__What is expected__
Nothing but the lines below between the line holding "async fn ingest(&self, image_data: Vec<u8>)" and the line holding "let prompt = PromptComposer::detection_prompt(language);", inclusive, should appear in the answer, each set down exactly.
[[ Dataset records open ]]
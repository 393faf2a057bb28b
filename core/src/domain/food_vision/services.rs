use std::sync::Arc;

use tokio::task;
use tracing::{error, info, instrument, warn};

use crate::domain::{
    common::{entities::app_errors::CoreError, services::Service},
    food_vision::{
        entities::{DetectedFood, FoodInfo},
        ports::{FoodRecognitionService, LLMClient},
        value_objects::{DetectFoodInput, FoodInfoInput},
    },
    image::entities::TemporaryAsset,
    prompt::services::PromptComposer,
};

impl<LLM> Service<LLM>
where
    LLM: LLMClient,
{
    async fn ingest(&self, image_data: Vec<u8>) -> Result<TemporaryAsset, CoreError> {
        let ingestor = Arc::clone(&self.ingestor);
        task::spawn_blocking(move || ingestor.ingest(&image_data))
            .await
            .map_err(|e| CoreError::TemporaryAssetError(format!("ingest task failed: {}", e)))?
    }

    async fn name_food(&self, asset: &TemporaryAsset, language: &str) -> Result<String, CoreError> {
        let credential = self.key_ring.pick()?;
        let prompt = PromptComposer::detection_prompt(language);

        let raw = self
            .llm_client
            .generate_with_image(&credential, prompt, asset.path())
            .await?;

        non_empty(raw)
    }

    async fn run_detection(&self, input: DetectFoodInput) -> Result<DetectedFood, CoreError> {
        let asset = self.ingest(input.image_data).await?;

        // The asset is released whether or not the provider call succeeded.
        let outcome = self.name_food(&asset, &input.language).await;
        if let Err(e) = asset.release() {
            warn!("{}", e);
        }

        let food_name = outcome?;
        self.session.set(&input.scope, food_name.clone());

        Ok(DetectedFood { food_name })
    }

    async fn run_info(&self, input: FoodInfoInput) -> Result<FoodInfo, CoreError> {
        let food_name = self
            .session
            .get_or_default(&input.scope, input.food_name.as_deref())?;

        let credential = self.key_ring.pick()?;
        let prompt = PromptComposer::info_prompt(&food_name, &input.info_type, &input.language);

        let raw = self.llm_client.generate_with_text(&credential, prompt).await?;

        Ok(FoodInfo {
            food_name,
            info_type: input.info_type,
            response: non_empty(raw)?,
        })
    }
}

fn non_empty(raw: String) -> Result<String, CoreError> {
    let text = raw.trim();
    if text.is_empty() {
        return Err(CoreError::ProviderCallFailed(
            "empty response from provider".to_string(),
        ));
    }

    Ok(text.to_string())
}

impl<LLM> FoodRecognitionService for Service<LLM>
where
    LLM: LLMClient,
{
    #[instrument(skip_all, fields(image_bytes = input.image_data.len(), language = %input.language))]
    async fn detect_food(&self, input: DetectFoodInput) -> Result<DetectedFood, CoreError> {
        match self.run_detection(input).await {
            Ok(detected) => {
                info!(food_name = %detected.food_name, "food detected");
                Ok(detected)
            }
            Err(e) => {
                error!("Error in detect_food: {}", e);
                Err(e)
            }
        }
    }

    #[instrument(skip_all, fields(info_type = %input.info_type, language = %input.language))]
    async fn get_food_info(&self, input: FoodInfoInput) -> Result<FoodInfo, CoreError> {
        self.run_info(input).await.inspect_err(|e| {
            error!("Error in get_food_info: {}", e);
        })
    }
}

#[cfg(test)]
mod tests {
    use std::{
        path::{Path, PathBuf},
        sync::Mutex,
        time::Duration,
    };

    use image::ImageFormat;

    use super::*;
    use crate::{
        domain::{
            common::IngestConfig,
            credential::{services::ProviderKeyRing, value_objects::Credential},
            image::services::ImageIngestor,
            session::{services::RecognitionSession, value_objects::SessionScope},
        },
        test_support::encode_fixture,
    };

    #[derive(Debug, Clone)]
    struct RecordedCall {
        credential: String,
        prompt: String,
        image_path: Option<PathBuf>,
        image_existed: bool,
    }

    struct StubLLMClient {
        image_reply: Result<String, CoreError>,
        text_reply: Result<String, CoreError>,
        calls: Mutex<Vec<RecordedCall>>,
    }

    impl StubLLMClient {
        fn new(image_reply: Result<&str, CoreError>, text_reply: Result<&str, CoreError>) -> Self {
            Self {
                image_reply: image_reply.map(str::to_string),
                text_reply: text_reply.map(str::to_string),
                calls: Mutex::new(Vec::new()),
            }
        }

        fn calls(&self) -> Vec<RecordedCall> {
            self.calls.lock().unwrap().clone()
        }
    }

    impl LLMClient for StubLLMClient {
        async fn generate_with_image(
            &self,
            credential: &Credential,
            prompt: String,
            image_path: &Path,
        ) -> Result<String, CoreError> {
            self.calls.lock().unwrap().push(RecordedCall {
                credential: credential.expose().to_string(),
                prompt,
                image_path: Some(image_path.to_path_buf()),
                image_existed: image_path.exists(),
            });
            self.image_reply.clone()
        }

        async fn generate_with_text(
            &self,
            credential: &Credential,
            prompt: String,
        ) -> Result<String, CoreError> {
            self.calls.lock().unwrap().push(RecordedCall {
                credential: credential.expose().to_string(),
                prompt,
                image_path: None,
                image_existed: false,
            });
            self.text_reply.clone()
        }
    }

    fn service_with(
        stub: StubLLMClient,
        keys: &[&str],
        dir: &tempfile::TempDir,
    ) -> Service<StubLLMClient> {
        Service::new(
            stub,
            ProviderKeyRing::new(keys.iter().copied()),
            ImageIngestor::new(&IngestConfig {
                temp_dir: Some(dir.path().to_path_buf()),
                ..IngestConfig::default()
            }),
            RecognitionSession::new(Duration::from_secs(60), 64),
        )
    }

    fn detect_input(image_data: Vec<u8>) -> DetectFoodInput {
        DetectFoodInput {
            image_data,
            language: "english".to_string(),
            scope: SessionScope::Global,
        }
    }

    fn info_input(food_name: Option<&str>, info_type: &str) -> FoodInfoInput {
        FoodInfoInput {
            food_name: food_name.map(str::to_string),
            info_type: info_type.to_string(),
            language: "english".to_string(),
            scope: SessionScope::Global,
        }
    }

    fn dir_is_empty(dir: &tempfile::TempDir) -> bool {
        std::fs::read_dir(dir.path()).unwrap().next().is_none()
    }

    #[tokio::test]
    async fn test_detect_then_info_uses_remembered_food() {
        let dir = tempfile::tempdir().unwrap();
        let service = service_with(
            StubLLMClient::new(Ok("  Jollof rice\n"), Ok(" About 350 kcal per plate. ")),
            &["key-a"],
            &dir,
        );

        let detected = service
            .detect_food(detect_input(encode_fixture(ImageFormat::Jpeg)))
            .await
            .unwrap();
        assert_eq!(detected.food_name, "Jollof rice");

        let info = service
            .get_food_info(info_input(Some(""), "Calories content"))
            .await
            .unwrap();
        assert_eq!(
            info,
            FoodInfo {
                food_name: "Jollof rice".to_string(),
                info_type: "Calories content".to_string(),
                response: "About 350 kcal per plate.".to_string(),
            }
        );

        let calls = service.llm_client.calls();
        assert_eq!(calls.len(), 2);
        assert!(calls[0].image_existed);
        assert!(calls[0].prompt.contains("one or two words"));
        assert_eq!(calls[0].credential, "key-a");
        assert!(calls[1].prompt.contains("Calories content"));
        assert!(calls[1].prompt.contains("Jollof rice"));
    }

    #[tokio::test]
    async fn test_asset_removed_after_successful_detection() {
        let dir = tempfile::tempdir().unwrap();
        let service = service_with(StubLLMClient::new(Ok("Suya"), Ok("")), &["key-a"], &dir);

        service
            .detect_food(detect_input(encode_fixture(ImageFormat::Png)))
            .await
            .unwrap();

        let path = service.llm_client.calls()[0].image_path.clone().unwrap();
        assert!(path.starts_with(dir.path()));
        assert!(!path.exists());
        assert!(dir_is_empty(&dir));
    }

    #[tokio::test]
    async fn test_asset_removed_after_provider_failure() {
        let dir = tempfile::tempdir().unwrap();
        let service = service_with(
            StubLLMClient::new(
                Err(CoreError::ProviderCallFailed("quota exceeded".to_string())),
                Ok(""),
            ),
            &["key-a"],
            &dir,
        );

        let err = service
            .detect_food(detect_input(encode_fixture(ImageFormat::Jpeg)))
            .await
            .unwrap_err();
        assert_eq!(err, CoreError::ProviderCallFailed("quota exceeded".to_string()));

        let call = &service.llm_client.calls()[0];
        assert!(call.image_existed);
        assert!(!call.image_path.as_ref().unwrap().exists());
        assert_eq!(service.session.last(&SessionScope::Global), None);
    }

    #[tokio::test]
    async fn test_asset_removed_when_no_credential() {
        let dir = tempfile::tempdir().unwrap();
        let service = service_with(StubLLMClient::new(Ok("Suya"), Ok("")), &[""], &dir);

        let err = service
            .detect_food(detect_input(encode_fixture(ImageFormat::Jpeg)))
            .await
            .unwrap_err();

        assert_eq!(err, CoreError::NoCredentialAvailable);
        assert!(service.llm_client.calls().is_empty());
        assert!(dir_is_empty(&dir));
    }

    #[tokio::test]
    async fn test_invalid_upload_never_reaches_provider() {
        let dir = tempfile::tempdir().unwrap();
        let service = service_with(StubLLMClient::new(Ok("Suya"), Ok("")), &["key-a"], &dir);

        let err = service
            .detect_food(detect_input(b"just some text".to_vec()))
            .await
            .unwrap_err();
        assert_eq!(err, CoreError::InvalidImageFormat);

        let err = service
            .detect_food(detect_input(encode_fixture(ImageFormat::Bmp)))
            .await
            .unwrap_err();
        assert_eq!(err, CoreError::UnsupportedFormat("Bmp".to_string()));

        assert!(service.llm_client.calls().is_empty());
        assert!(dir_is_empty(&dir));
    }

    #[tokio::test]
    async fn test_empty_detection_does_not_overwrite_memory() {
        let dir = tempfile::tempdir().unwrap();
        let service = service_with(StubLLMClient::new(Ok("   "), Ok("")), &["key-a"], &dir);
        service.session.set(&SessionScope::Global, "Egusi soup");

        let err = service
            .detect_food(detect_input(encode_fixture(ImageFormat::Jpeg)))
            .await
            .unwrap_err();

        assert!(matches!(err, CoreError::ProviderCallFailed(_)));
        assert_eq!(
            service.session.last(&SessionScope::Global),
            Some("Egusi soup".to_string())
        );
    }

    #[tokio::test]
    async fn test_info_without_context_fails_before_provider() {
        let dir = tempfile::tempdir().unwrap();
        let service = service_with(StubLLMClient::new(Ok(""), Ok("text")), &["key-a"], &dir);

        let err = service
            .get_food_info(info_input(None, "Ingredients"))
            .await
            .unwrap_err();

        assert_eq!(err, CoreError::NoFoodContext);
        assert!(service.llm_client.calls().is_empty());
    }

    #[tokio::test]
    async fn test_info_with_explicit_name_and_uncatalogued_type() {
        let dir = tempfile::tempdir().unwrap();
        let service = service_with(
            StubLLMClient::new(Ok(""), Ok("Eaten at parties.")),
            &["key-a"],
            &dir,
        );

        let info = service
            .get_food_info(info_input(Some("Puff puff"), "Party etiquette"))
            .await
            .unwrap();

        assert_eq!(info.food_name, "Puff puff");
        assert_eq!(info.info_type, "Party etiquette");
        assert!(service.llm_client.calls()[0].prompt.contains("Party etiquette"));
    }

    #[tokio::test]
    async fn test_info_provider_failure_is_surfaced() {
        let dir = tempfile::tempdir().unwrap();
        let service = service_with(
            StubLLMClient::new(
                Ok(""),
                Err(CoreError::ProviderCallFailed("503".to_string())),
            ),
            &["key-a"],
            &dir,
        );

        let err = service
            .get_food_info(info_input(Some("Suya"), "Origin and history"))
            .await
            .unwrap_err();
        assert_eq!(err, CoreError::ProviderCallFailed("503".to_string()));
    }

    #[tokio::test]
    async fn test_detection_is_scoped_per_client() {
        let dir = tempfile::tempdir().unwrap();
        let service = service_with(StubLLMClient::new(Ok("Suya"), Ok("Spicy.")), &["key-a"], &dir);
        let alice = SessionScope::Client("alice".to_string());

        service
            .detect_food(DetectFoodInput {
                scope: alice.clone(),
                ..detect_input(encode_fixture(ImageFormat::Jpeg))
            })
            .await
            .unwrap();

        let info = service
            .get_food_info(FoodInfoInput {
                scope: alice,
                ..info_input(None, "Ingredients")
            })
            .await
            .unwrap();
        assert_eq!(info.food_name, "Suya");

        let err = service
            .get_food_info(info_input(None, "Ingredients"))
            .await
            .unwrap_err();
        assert_eq!(err, CoreError::NoFoodContext);
    }
}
[[ Dataset records closed ]]
__Response box__
    async fn ingest(&self, image_data: Vec<u8>) -> Result<TemporaryAsset, CoreError> {
        let ingestor = Arc::clone(&self.ingestor);
        task::spawn_blocking(move || ingestor.ingest(&image_data))
            .await
            .map_err(|e| CoreError::TemporaryAssetError(format!("ingest task failed: {}", e)))?
    }

    async fn name_food(&self, asset: &TemporaryAsset, language: &str) -> Result<String, CoreError> {
        let credential = self.key_ring.pick()?;
        let prompt = PromptComposer::detection_prompt(language);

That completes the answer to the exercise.